//! # Name Index
//!
//! Append-only map from object names to chain heads. The on-disk form is an
//! unordered log of fixed 54-byte records ([`IndexRecord`]); the logical
//! value of a key is the **last** record written for it, so an overwrite is
//! a plain append and shadowed records wait for a future compaction pass.
//!
//! ## Hot Cache
//!
//! The whole file is scanned once at open and every well-formed record is
//! loaded into an in-memory map keyed by the SHA-256 digest of the name
//! (later records overwrite earlier ones during the scan, preserving
//! last-writer-wins). Each cache entry carries `cache_cycle_ts` and
//! `hit_count`; these fields are the substrate for the eviction policy the
//! advisory memory budget will eventually drive and are maintained even
//! though eviction itself is not implemented yet.
//!
//! A parallel set of already-seen file offsets lets the miss path scan only
//! records it has never decoded, which matters once the file has grown
//! behind the cache's back.
//!
//! ## Corruption Policy
//!
//! A record that decodes to the wrong magic (or fails to decode at all) is
//! skipped with a warning and the scan continues; a truncated tail stops
//! the scan. Neither aborts the open: the index prefers serving the
//! readable majority over refusing the whole store.
//!
//! ## Concurrency
//!
//! All state sits behind one `parking_lot::Mutex`, which serializes the
//! `file_size -> append -> cache insert` triple of `set` against every
//! other mutation. Under the engine's single-threaded volume discipline
//! the lock is uncontended; it exists so the index stays correct when the
//! facade is driven from more than one thread.

mod record;

pub use record::IndexRecord;

use std::sync::Arc;
use std::time::{SystemTime, UNIX_EPOCH};

use eyre::Result;
use hashbrown::{HashMap, HashSet};
use parking_lot::Mutex;
use sha2::{Digest, Sha256};
use tracing::{debug, warn};
use zerocopy::IntoBytes;

use crate::config::{StoreOptions, CACHE_ENTRY_COST, INDEX_FILE_NAME, INDEX_KEY_SIZE, INDEX_RECORD_SIZE};
use crate::memory::CacheBudget;
use crate::storage::StoreFile;

/// Chain heads recorded for one object.
#[derive(Debug, Clone, Copy, PartialEq, Eq)]
pub struct ObjectHeads {
    /// Head of the reserved metadata chain; `(0, 0)` while unused.
    pub meta: (u16, u64),
    /// Head of the payload chain; offset 0 means "no chunks".
    pub chunk: (u16, u64),
}

/// In-memory cache entry for one winning record.
#[derive(Debug, Clone)]
pub struct CacheEntry {
    pub cache_cycle_ts: u64,
    pub hit_count: u64,
    pub file_offset: u64,
    pub meta_head: (u16, u64),
    pub chunk_head: (u16, u64),
}

#[derive(Debug)]
struct IndexState {
    file: StoreFile,
    /// High-water mark of the region already decoded into the cache.
    scanned: u64,
    cache: HashMap<[u8; INDEX_KEY_SIZE], CacheEntry>,
    seen: HashSet<u64>,
    over_budget_logged: bool,
}

#[derive(Debug)]
pub struct NameIndex {
    state: Mutex<IndexState>,
    budget: Arc<CacheBudget>,
}

impl NameIndex {
    /// Opens (or creates) `<dir>/index` and loads every readable record.
    pub fn open(options: &StoreOptions, budget: Arc<CacheBudget>) -> Result<Self> {
        let path = options.directory.join(INDEX_FILE_NAME);
        let mut file = StoreFile::open(&path)?;

        let mut cache = HashMap::new();
        let mut seen = HashSet::new();
        let mut skipped = 0usize;
        let mut offset = 0u64;

        while offset + INDEX_RECORD_SIZE <= file.size() {
            let mut buf = [0u8; INDEX_RECORD_SIZE as usize];
            let count = file.read(&mut buf, offset)?;
            if count < buf.len() {
                warn!(offset, "index scan stopped at truncated record");
                break;
            }

            match IndexRecord::from_bytes(&buf) {
                Ok(record) => {
                    cache.insert(
                        *record.key(),
                        CacheEntry {
                            cache_cycle_ts: now_secs(),
                            hit_count: 0,
                            file_offset: offset,
                            meta_head: record.meta_head(),
                            chunk_head: record.chunk_head(),
                        },
                    );
                    seen.insert(offset);
                }
                Err(e) => {
                    skipped += 1;
                    warn!(offset, "skipping malformed index record: {}", e);
                }
            }
            offset += INDEX_RECORD_SIZE;
        }

        budget.charge(cache.len() * CACHE_ENTRY_COST);
        debug!(
            entries = cache.len(),
            skipped,
            bytes = file.size(),
            "index loaded"
        );

        Ok(Self {
            state: Mutex::new(IndexState {
                file,
                scanned: offset,
                cache,
                seen,
                over_budget_logged: false,
            }),
            budget,
        })
    }

    /// SHA-256 digest of an object name, the record key.
    pub fn digest(name: &str) -> [u8; INDEX_KEY_SIZE] {
        Sha256::digest(name.as_bytes()).into()
    }

    /// Resolves `name` to its chain heads, bumping the cache statistics on
    /// a hit. A miss consults the file only when it has grown past the
    /// scanned region.
    pub fn get(&self, name: &str) -> Result<Option<ObjectHeads>> {
        let key = Self::digest(name);
        let mut state = self.state.lock();

        if let Some(entry) = state.cache.get_mut(&key) {
            entry.cache_cycle_ts = now_secs();
            entry.hit_count += 1;
            return Ok(Some(ObjectHeads {
                meta: entry.meta_head,
                chunk: entry.chunk_head,
            }));
        }

        let file_size = state.file.stat_size()?;
        if file_size <= state.scanned {
            return Ok(None);
        }

        // Records appended behind the cache's back: scan everything not yet
        // decoded and honor last-writer-wins by keeping the final match.
        let mut winner: Option<(u64, ObjectHeads)> = None;
        let mut offset = 0u64;
        while offset + INDEX_RECORD_SIZE <= file_size {
            if !state.seen.contains(&offset) {
                let mut buf = [0u8; INDEX_RECORD_SIZE as usize];
                let count = state.file.read(&mut buf, offset)?;
                if count < buf.len() {
                    break;
                }
                if let Ok(record) = IndexRecord::from_bytes(&buf) {
                    if record.key() == &key {
                        winner = Some((
                            offset,
                            ObjectHeads {
                                meta: record.meta_head(),
                                chunk: record.chunk_head(),
                            },
                        ));
                    }
                }
            }
            offset += INDEX_RECORD_SIZE;
        }

        match winner {
            Some((offset, heads)) => {
                state.seen.insert(offset);
                state.cache.insert(
                    key,
                    CacheEntry {
                        cache_cycle_ts: now_secs(),
                        hit_count: 1,
                        file_offset: offset,
                        meta_head: heads.meta,
                        chunk_head: heads.chunk,
                    },
                );
                self.charge_entry(&mut state);
                Ok(Some(heads))
            }
            None => Ok(None),
        }
    }

    /// Records `name -> heads`. Returns `false` without touching the file
    /// when the name is already cached.
    pub fn set(&self, name: &str, heads: ObjectHeads) -> Result<bool> {
        let key = Self::digest(name);
        let mut state = self.state.lock();

        if state.cache.contains_key(&key) {
            return Ok(false);
        }

        let offset = state.file.size();
        let record = IndexRecord::new(key, heads.meta, heads.chunk);
        state.file.append(record.as_bytes())?;

        state.seen.insert(offset);
        if state.scanned == offset {
            state.scanned = offset + INDEX_RECORD_SIZE;
        }
        state.cache.insert(
            key,
            CacheEntry {
                cache_cycle_ts: now_secs(),
                hit_count: 0,
                file_offset: offset,
                meta_head: heads.meta,
                chunk_head: heads.chunk,
            },
        );
        self.charge_entry(&mut state);
        Ok(true)
    }

    /// Drops the cache entry for `name`. The file record remains in place
    /// as a tombstone candidate for compaction.
    pub fn remove(&self, name: &str) -> bool {
        let key = Self::digest(name);
        let mut state = self.state.lock();
        if state.cache.remove(&key).is_some() {
            self.budget.release(CACHE_ENTRY_COST);
            true
        } else {
            false
        }
    }

    /// Number of live (cached) entries.
    pub fn len(&self) -> usize {
        self.state.lock().cache.len()
    }

    pub fn is_empty(&self) -> bool {
        self.len() == 0
    }

    fn charge_entry(&self, state: &mut IndexState) {
        if self.budget.would_exceed(CACHE_ENTRY_COST) && !state.over_budget_logged {
            state.over_budget_logged = true;
            warn!(
                limit = self.budget.limit(),
                "index cache exceeds its advisory memory budget"
            );
        }
        self.budget.charge(CACHE_ENTRY_COST);
    }
}

fn now_secs() -> u64 {
    SystemTime::now()
        .duration_since(UNIX_EPOCH)
        .map(|d| d.as_secs())
        .unwrap_or(0)
}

[EXERCISE] Across the entries above, work out how many lines hold "IndexRecord". The answer is that number alone.

[EXERCISE SOLUTION] 5